RESULT: There is no significant difference in BMI (body mass index), mean age, or blood pressure between the control group and the young diabetic group. There were no differences in age, total and LDL cholesterol levels or body mass index between the groups of postmenopausal women (P<0.05). However, the HDL cholesterol level was found to be significantly lower in postmenopausal women with diabetes than in normal postmenopausal women (respectively, a mean+/-SD; 38.95+/-11.96 mg/dl vs. 52.20+/-9.55 mg/dl, P<0.05). The FMD of young diabetic patients is slightly lower than that of age-matched young healthy controls (healthy control: 8.9+/-2.7%, young diabetic patients: 6.3+/-2.1%, P<0.05). There was no difference in endothelial independent vasodilation between the control group and the young diabetic group. The IRT of FMD was significantly shorter in the healthy control group than in the young diabetic group (healthy control: 20.4+/-2.8 s, diabetic group: 29.5+/-5.4 s, P<0.0001). In contrast, the IRT of EID was no different between the two groups. The IRT of FMD showed a significant negative correlation with FMD (r=-0.61, P<0.01) and a significant negative correlation with high-density lipoprotein (HDL) cholesterol (r=-0.68, P<0.0001). The basal endothelium dependent vascular reactivity was significantly decreased in postmenopausal women with diabetes compared with normal postmenopausal women (8.0+/-3.9 vs. 13.7+/-6.2%, P<0.05). Estrogen supplementation increased endothelium dependent vasodilation not only in postmenopausal women with diabetes (from 8.0+/-3.9 to 15.1+/-4.0%, P<0.05) but also in normal postmenopausal women (from 13.7+/-6.2 to 20.1+/-4.7%, P<0.05). In contrast, the responses to sublingual nitroglycerin were comparable between postmenopausal women with diabetes (from 21.1+/-6.0 to 22.1+/-4.1%, P>0.05) and normal postmenopausal women (from 25.8+/-7.8 to 25.2+/-4.5%, P>0.05), both before and after estrogen supplementation.

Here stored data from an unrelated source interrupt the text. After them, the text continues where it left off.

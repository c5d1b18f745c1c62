//! Inventory service lookup.

use serde::Deserialize;

use crate::error::InventoryError;
use crate::models::DeviceNetworkProfile;

/// Status/message envelope wrapping every inventory response.
#[derive(Debug, Deserialize)]
struct Envelope {
    #[serde(rename = "Status", alias = "status", default)]
    #[allow(dead_code)]
    status: String,
    #[serde(rename = "Message", alias = "message", default)]
    #[allow(dead_code)]
    message: String,
    #[serde(rename = "Content", alias = "content", default)]
    content: DeviceNetworkProfile,
}

/// Client for the per-device network/identity facts, keyed by serial
/// number. One GET per run; retry, if ever wanted, belongs to the caller
/// (the readiness gate has already ensured the server is reachable).
#[derive(Debug, Clone)]
pub struct InventoryClient {
    endpoint: String,
    http: reqwest::Client,
}

impl InventoryClient {
    /// Client against the conventional endpoint on the given server host.
    pub fn new(server: &str) -> Self {
        InventoryClient::with_endpoint(format!(
            "http://{server}/api/osinstall/v1/device/getNetworkBySn"
        ))
    }

    /// Client against an explicit endpoint URL (tests point this at a
    /// local mock server).
    pub fn with_endpoint(endpoint: String) -> Self {
        InventoryClient {
            endpoint,
            http: reqwest::Client::new(),
        }
    }

    /// Fetch the device profile for `serial`.
    ///
    /// Non-200 status is an error carrying the code; a malformed body is a
    /// decode error.
    pub async fn fetch_profile(
        &self,
        serial: &str,
    ) -> Result<DeviceNetworkProfile, InventoryError> {
        let url = format!("{}?sn={}&type=json", self.endpoint, serial);
        log::debug!("inventory lookup: {url}");

        let response = self
            .http
            .get(&url)
            .send()
            .await
            .map_err(InventoryError::Transport)?;

        let status = response.status();
        if status != reqwest::StatusCode::OK {
            return Err(InventoryError::HttpStatus(status.as_u16()));
        }

        let envelope: Envelope = response.json().await.map_err(InventoryError::Decode)?;
        Ok(envelope.content)
    }
}
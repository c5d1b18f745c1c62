//! Winlogon registry edits.

use crate::error::StepError;
use crate::system::command::CommandRunner;
use crate::system::encoding::decode_console;

const WINLOGON_KEY: &str =
    r"HKEY_LOCAL_MACHINE\SOFTWARE\Microsoft\Windows NT\CurrentVersion\Winlogon";

/// Disable the deployment-time automatic logon and clear any stored
/// default password. The two writes are independent: the second runs even
/// if the first fails, and the first failure becomes the step result.
pub async fn disable_auto_logon<R: CommandRunner>(runner: &R) -> Result<(), StepError> {
    let commands = [
        format!(r#"reg add "{WINLOGON_KEY}" /v AutoAdminLogon /t reg_sz /d 0 /f"#),
        format!(r#"reg add "{WINLOGON_KEY}" /v Defaultpassword /t reg_sz /d "" /f"#),
    ];

    let mut first_failure = None;
    for command in &commands {
        match runner.run(command).await {
            Ok(raw) => log::debug!("{}", decode_console(&raw).trim_end()),
            Err(e) => {
                log::error!("registry edit failed: {e}");
                if first_failure.is_none() {
                    first_failure = Some(e);
                }
            }
        }
    }

    match first_failure {
        None => Ok(()),
        Some(e) => Err(e.into()),
    }
}
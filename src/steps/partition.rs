//! Disk partitioning via the OS partitioning utility.

use tokio::process::Command;

use crate::error::StepError;
use crate::system::encoding::decode_console;
use crate::system::paths::WorkDir;

/// Partitioning plan for the single-disk target image: one extended
/// partition holding one formatted logical partition on disk 0. The disk
/// index is a design constraint, not configuration.
const DISKPART_SCRIPT: &str = "select disk 0\n\
create partition extended\n\
create partition logical\n\
assign\n\
format fs=ntfs quick";

/// Write the partitioning script (overwriting any prior copy) and run the
/// partitioning utility against it.
pub async fn partition(work: &WorkDir) -> Result<(), StepError> {
    let script = work.diskpart_script();
    log::debug!("diskpart script:\n{DISKPART_SCRIPT}");

    std::fs::create_dir_all(work.root()).map_err(StepError::PartitionScript)?;
    std::fs::write(&script, DISKPART_SCRIPT).map_err(StepError::PartitionScript)?;

    let output = Command::new("diskpart")
        .arg("/s")
        .arg(&script)
        .output()
        .await
        .map_err(|e| StepError::PartitionFailed(e.to_string()))?;

    if !output.status.success() {
        return Err(StepError::PartitionFailed(format!(
            "diskpart exited with {}",
            output.status
        )));
    }

    log::debug!("{}", decode_console(&output.stdout).trim_end());
    Ok(())
}
//! First-boot provisioning agent.
//!
//! Runs once, unattended, on a freshly imaged Windows host during an
//! automated OS-deployment pipeline: waits for the provisioning network,
//! pulls the device's network/identity facts from the inventory service,
//! partitions the data disk, renames the host, assigns static IP and DNS,
//! applies the Winlogon registry edits, reports progress after each stage,
//! and reboots.
//!
//! The system is organized into functional modules:
//! - **error**: unified error type hierarchy
//! - **models**: core data structures (device profile, progress stages)
//! - **policy**: step-failure severity table (gate fatal, rest advisory)
//! - **config**: agent configuration loading
//! - **logger**: non-blocking file logging pipeline
//! - **system**: command dispatch, console encoding, output extraction,
//!   working-directory paths
//! - **facts**: derived read-only host facts (serial, adapter, resolver)
//! - **remote**: inventory and progress-tracking clients
//! - **gate**: bounded-retry network readiness gate
//! - **steps**: the individual configuration actions
//! - **orchestrator**: the fixed provisioning sequence

pub mod config;
pub mod error;
pub mod facts;
pub mod gate;
pub mod logger;
pub mod models;
pub mod orchestrator;
pub mod policy;
pub mod remote;
pub mod steps;
pub mod system;

// Re-export the log crate for macro usage
pub use log;

pub use error::{
    AgentError, CommandError, ConfigError, InventoryError, ReportError, Result, StepError,
};
pub use models::{version, DeviceNetworkProfile, ProgressEvent, Stage};
pub use orchestrator::Provisioner;
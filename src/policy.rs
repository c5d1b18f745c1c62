//! Failure policy for the provisioning sequence.
//!
//! The workflow favors reaching the final reboot over halting on a single
//! misconfigured field: a partially configured host can still be corrected
//! by hand, whereas an unreachable provisioning network makes the run
//! unrecoverable. Only the readiness gate is therefore fatal; every other
//! step failure is logged and the run continues.

use std::fmt;

/// Every operation the orchestrator sequences, in workflow order.
#[derive(Debug, Clone, Copy, PartialEq, Eq)]
pub enum StepKind {
    PreInstallHook,
    ReadinessGate,
    SerialLookup,
    InventoryFetch,
    AdapterLookup,
    ResolverLookup,
    Partition,
    RenameHost,
    SetStaticIp,
    SetStaticDns,
    RegistryEdit,
    ProgressReport,
    PostInstallHook,
    Reboot,
}

impl fmt::Display for StepKind {
    fn fmt(&self, f: &mut fmt::Formatter<'_>) -> fmt::Result {
        let name = match self {
            StepKind::PreInstallHook => "pre-install hook",
            StepKind::ReadinessGate => "readiness gate",
            StepKind::SerialLookup => "serial number lookup",
            StepKind::InventoryFetch => "inventory fetch",
            StepKind::AdapterLookup => "adapter index lookup",
            StepKind::ResolverLookup => "resolver lookup",
            StepKind::Partition => "disk partitioning",
            StepKind::RenameHost => "hostname change",
            StepKind::SetStaticIp => "static IP assignment",
            StepKind::SetStaticDns => "static DNS assignment",
            StepKind::RegistryEdit => "registry edit",
            StepKind::ProgressReport => "progress report",
            StepKind::PostInstallHook => "post-install hook",
            StepKind::Reboot => "reboot",
        };
        f.write_str(name)
    }
}

/// How the orchestrator treats a failure of a given step.
#[derive(Debug, Clone, Copy, PartialEq, Eq)]
pub enum Severity {
    /// Abort the entire run.
    Fatal,
    /// Log at error severity and continue with whatever value was available.
    Advisory,
}

/// Severity of a step failure. The asymmetry here is the central
/// failure-handling decision of the agent.
pub fn severity(kind: StepKind) -> Severity {
    match kind {
        StepKind::ReadinessGate => Severity::Fatal,
        _ => Severity::Advisory,
    }
}

#[cfg(test)]
mod tests {
    use super::*;

    #[test]
    fn test_readiness_gate_is_the_only_fatal_step() {
        let kinds = [
            StepKind::PreInstallHook,
            StepKind::ReadinessGate,
            StepKind::SerialLookup,
            StepKind::InventoryFetch,
            StepKind::AdapterLookup,
            StepKind::ResolverLookup,
            StepKind::Partition,
            StepKind::RenameHost,
            StepKind::SetStaticIp,
            StepKind::SetStaticDns,
            StepKind::RegistryEdit,
            StepKind::ProgressReport,
            StepKind::PostInstallHook,
            StepKind::Reboot,
        ];
        for kind in kinds {
            let expected = if kind == StepKind::ReadinessGate {
                Severity::Fatal
            } else {
                Severity::Advisory
            };
            assert_eq!(severity(kind), expected, "unexpected severity for {kind}");
        }
    }

    #[test]
    fn test_step_kind_display_names() {
        assert_eq!(StepKind::RenameHost.to_string(), "hostname change");
        assert_eq!(StepKind::ReadinessGate.to_string(), "readiness gate");
    }
}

CONCLUSION: These findings indicate that in addition to the percentage change in FMD, lag time from base line to initial response time (IRT) of FMD is a good indicator for evaluation of endothelial dysfunction. Also, this new parameter may be a more sensitive parameter for differentiation between the diseased state and the normal state of the endothelium than percentage changes in FMD. In terms of postmenopausal women, endothelial dysfunction was prominent in women with diabetes and was significantly improved by estrogen but not reversed. These results suggest that other factors in addition to estrogen deficiency play a role in endothelial dysfunction in postmenopausal women with diabetes mellitus.